Azure Data Explorer Newsletter April/May/June 2020

This post has been republished via RSS; it originally appeared at: Azure Data Explorer articles.

Welcome to this month’s edition of the ADX newsletter! Due to the global impact of the ongoing Covid-19 situation we decided to group the April to June newsletters into one edition.

In a combined effort with the Bing team we made a Covid-19 dataset available to everyone to experiment with and write your own KQL queries on top, be sure to check that out here.

This months’ topics are around business continuity and disaster recovery, new features in KQL and for performance improvements as well as multiple tutorials on machine learning in Azure Data Explorer and tutorials that show how to move data into ADX from various sources.
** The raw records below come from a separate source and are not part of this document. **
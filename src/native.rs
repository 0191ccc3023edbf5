//! Host-native composite graph: what a format adapter hands to the core.
//!
//! Unlike [`Element`](crate::Element) this model keeps fixed-size arrays apart
//! from growable sequences and can carry arbitrary host values
//! ([`Opaque`]), which have no element representation.
use std::any::Any;
use std::cell::{Ref, RefCell};
use std::fmt;
use std::rc::Rc;

use indexmap::IndexMap;

#[derive(Clone)]
pub enum Native {
    Unit,
    Bool(bool),
    I8(i8),
    I16(i16),
    I32(i32),
    I64(i64),
    U8(u8),
    U16(u16),
    U32(u32),
    U64(u64),
    F32(f32),
    F64(f64),
    Char(char),
    Str(String),
    Map(NativeMap),
    Seq(NativeSeq),
    /// Fixed-size array; identity-bearing like the other composites.
    Array(Rc<[Native]>),
    Opaque(Opaque),
}

#[derive(Clone, Default)]
pub struct NativeMap(Rc<RefCell<IndexMap<String, Native>>>);

#[derive(Clone, Default)]
pub struct NativeSeq(Rc<RefCell<Vec<Native>>>);

/// A host value the core has no scalar kind for.
#[derive(Clone)]
pub struct Opaque {
    type_name: &'static str,
    value: Rc<dyn Any>,
}

impl Opaque {
    pub fn new<T: Any>(value: T) -> Self {
        Self {
            type_name: std::any::type_name::<T>(),
            value: Rc::new(value),
        }
    }
    pub fn type_name(&self) -> &'static str {
        self.type_name
    }
    pub fn downcast_ref<T: Any>(&self) -> Option<&T> {
        self.value.downcast_ref()
    }
}

impl Native {
    pub fn is_composite(&self) -> bool {
        matches!(self, Native::Map(_) | Native::Seq(_) | Native::Array(_))
    }

    pub fn identity(&self) -> Option<usize> {
        match self {
            Native::Map(m) => Some(m.identity()),
            Native::Seq(s) => Some(s.identity()),
            Native::Array(a) => Some(Rc::as_ptr(a) as *const () as usize),
            _ => None,
        }
    }

    pub fn as_map(&self) -> Option<&NativeMap> {
        match self {
            Native::Map(m) => Some(m),
            _ => None,
        }
    }

    pub fn as_seq(&self) -> Option<&NativeSeq> {
        match self {
            Native::Seq(s) => Some(s),
            _ => None,
        }
    }

    pub fn array(items: Vec<Native>) -> Self {
        Native::Array(items.into())
    }

    /// Name of the host kind this value carries, for diagnostics.
    pub fn kind_name(&self) -> &'static str {
        match self {
            Native::Unit => "()",
            Native::Bool(_) => "bool",
            Native::I8(_) => "i8",
            Native::I16(_) => "i16",
            Native::I32(_) => "i32",
            Native::I64(_) => "i64",
            Native::U8(_) => "u8",
            Native::U16(_) => "u16",
            Native::U32(_) => "u32",
            Native::U64(_) => "u64",
            Native::F32(_) => "f32",
            Native::F64(_) => "f64",
            Native::Char(_) => "char",
            Native::Str(_) => "string",
            Native::Map(_) => "map",
            Native::Seq(_) => "sequence",
            Native::Array(_) => "array",
            Native::Opaque(o) => o.type_name,
        }
    }

    /// Non-recursive teardown that also breaks cycles, see
    /// [`Element::dismantle`](crate::Element::dismantle). Arrays are immutable
    /// and only released once unshared.
    pub fn dismantle(self) {
        let mut stack = vec![self];
        while let Some(value) = stack.pop() {
            match value {
                Native::Map(map) => {
                    let entries = std::mem::take(&mut *map.0.borrow_mut());
                    stack.extend(entries.into_values());
                }
                Native::Seq(seq) => {
                    let items = std::mem::take(&mut *seq.0.borrow_mut());
                    stack.extend(items);
                }
                Native::Array(items) => {
                    if Rc::strong_count(&items) == 1 {
                        // the clones keep children alive, so dropping the slice stays shallow
                        stack.extend(items.iter().cloned());
                    }
                }
                _ => {}
            }
        }
    }

    /// Acyclic bridge to `serde_json`, through the element graph.
    pub fn to_json(&self) -> anyhow::Result<serde_json::Value> {
        let element = crate::transform::to_element(self)?;
        Ok(serde_json::to_value(&element)?)
    }
}

impl NativeMap {
    pub fn new() -> Self {
        Self::default()
    }
    pub fn insert(&self, key: impl Into<String>, value: Native) -> Option<Native> {
        self.0.borrow_mut().insert(key.into(), value)
    }
    pub fn get(&self, key: &str) -> Option<Native> {
        self.0.borrow().get(key).cloned()
    }
    pub fn len(&self) -> usize {
        self.0.borrow().len()
    }
    pub fn is_empty(&self) -> bool {
        self.0.borrow().is_empty()
    }
    pub fn entries(&self) -> Vec<(String, Native)> {
        self.0.borrow().iter().map(|(k, v)| (k.clone(), v.clone())).collect()
    }
    pub fn borrow(&self) -> Ref<'_, IndexMap<String, Native>> {
        self.0.borrow()
    }
    pub fn identity(&self) -> usize {
        Rc::as_ptr(&self.0) as *const () as usize
    }
    pub fn ptr_eq(&self, other: &NativeMap) -> bool {
        Rc::ptr_eq(&self.0, &other.0)
    }
}

impl NativeSeq {
    pub fn new() -> Self {
        Self::default()
    }
    pub fn from_vec(items: Vec<Native>) -> Self {
        Self(Rc::new(RefCell::new(items)))
    }
    pub fn push(&self, value: Native) {
        self.0.borrow_mut().push(value);
    }
    pub fn get(&self, index: usize) -> Option<Native> {
        self.0.borrow().get(index).cloned()
    }
    pub fn len(&self) -> usize {
        self.0.borrow().len()
    }
    pub fn is_empty(&self) -> bool {
        self.0.borrow().is_empty()
    }
    pub fn items(&self) -> Vec<Native> {
        self.0.borrow().clone()
    }
    pub fn identity(&self) -> usize {
        Rc::as_ptr(&self.0) as *const () as usize
    }
    pub fn ptr_eq(&self, other: &NativeSeq) -> bool {
        Rc::ptr_eq(&self.0, &other.0)
    }
}

// ------------------------------ Teardown ---------------------------------- //

// Same scheme as the element composites: the last handle hands its children
// to a work list. Arrays are immutable, so a uniquely held array lends clones
// of its items to the list, which keeps releasing the slice itself shallow.

impl Drop for NativeMap {
    fn drop(&mut self) {
        if Rc::strong_count(&self.0) != 1 {
            return;
        }
        let Ok(mut entries) = self.0.try_borrow_mut() else {
            return;
        };
        if entries.values().any(Native::is_composite) {
            let taken = std::mem::take(&mut *entries);
            drop(entries);
            release(taken.into_values().collect());
        }
    }
}

impl Drop for NativeSeq {
    fn drop(&mut self) {
        if Rc::strong_count(&self.0) != 1 {
            return;
        }
        let Ok(mut items) = self.0.try_borrow_mut() else {
            return;
        };
        if items.iter().any(Native::is_composite) {
            let taken = std::mem::take(&mut *items);
            drop(items);
            release(taken);
        }
    }
}

fn release(mut stack: Vec<Native>) {
    while let Some(value) = stack.pop() {
        match &value {
            Native::Map(map) if Rc::strong_count(&map.0) == 1 => {
                if let Ok(mut entries) = map.0.try_borrow_mut() {
                    stack.extend(entries.drain(..).map(|(_, v)| v));
                }
            }
            Native::Seq(seq) if Rc::strong_count(&seq.0) == 1 => {
                if let Ok(mut items) = seq.0.try_borrow_mut() {
                    stack.append(&mut *items);
                }
            }
            Native::Array(items) if Rc::strong_count(items) == 1 => {
                stack.extend(items.iter().filter(|item| item.is_composite()).cloned());
            }
            _ => {}
        }
    }
}

impl fmt::Debug for Native {
    fn fmt(&self, f: &mut fmt::Formatter<'_>) -> fmt::Result {
        // composites print a summary only; they may be cyclic
        match self {
            Native::Unit => f.write_str("()"),
            Native::Bool(v) => write!(f, "{v}"),
            Native::I8(v) => write!(f, "{v}i8"),
            Native::I16(v) => write!(f, "{v}i16"),
            Native::I32(v) => write!(f, "{v}i32"),
            Native::I64(v) => write!(f, "{v}i64"),
            Native::U8(v) => write!(f, "{v}u8"),
            Native::U16(v) => write!(f, "{v}u16"),
            Native::U32(v) => write!(f, "{v}u32"),
            Native::U64(v) => write!(f, "{v}u64"),
            Native::F32(v) => write!(f, "{v:?}f32"),
            Native::F64(v) => write!(f, "{v:?}f64"),
            Native::Char(v) => write!(f, "{v:?}"),
            Native::Str(v) => write!(f, "{v:?}"),
            Native::Map(m) => write!(f, "map{{{} entries}}", m.len()),
            Native::Seq(s) => write!(f, "sequence[{}]", s.len()),
            Native::Array(a) => write!(f, "array[{}]", a.len()),
            Native::Opaque(o) => write!(f, "<{}>", o.type_name),
        }
    }
}

impl From<&serde_json::Value> for Native {
    fn from(value: &serde_json::Value) -> Self {
        use serde_json::Value;
        match value {
            Value::Null => Native::Unit,
            Value::Bool(b) => Native::Bool(*b),
            Value::Number(n) => {
                if let Some(i) = n.as_i64() {
                    Native::I64(i)
                } else if let Some(u) = n.as_u64() {
                    Native::U64(u)
                } else {
                    Native::F64(n.as_f64().unwrap_or(f64::NAN))
                }
            }
            Value::String(s) => Native::Str(s.clone()),
            Value::Array(xs) => Native::Seq(NativeSeq::from_vec(xs.iter().map(Native::from).collect())),
            Value::Object(m) => {
                let map = NativeMap::new();
                for (k, v) in m {
                    map.insert(k.clone(), Native::from(v));
                }
                Native::Map(map)
            }
        }
    }
}

macro_rules! native_from {
    ($($ty:ty => $variant:ident),+ $(,)?) => {$(
        impl From<$ty> for Native {
            fn from(v: $ty) -> Self { Native::$variant(v) }
        }
    )+};
}

native_from!(
    bool => Bool, i8 => I8, i16 => I16, i32 => I32, i64 => I64,
    u8 => U8, u16 => U16, u32 => U32, u64 => U64, f32 => F32, f64 => F64,
    char => Char, String => Str, NativeMap => Map, NativeSeq => Seq,
);

impl From<&str> for Native {
    fn from(v: &str) -> Self {
        Native::Str(v.to_owned())
    }
}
Also, the tip of the month demoes the Row-Level Security feature along with some extended functionality.

These topics are grouped into (1) addressing enterprises and security needs (2) cost reduction and performance (3) cluster health and support (4) expanding the ingestion interfaces (5) new language capabilities (6) enhancing the data science capabilities, (7) new tools capabilities and visualizations options and (8) the tip-of-the-month.

Enterprise and Security

Business Continuity Guidelines for Azure Data Explorer

Business continuity in Azure Data Explorer refers to the mechanisms and procedures that enable your business to continue operating in the face of a true disruption.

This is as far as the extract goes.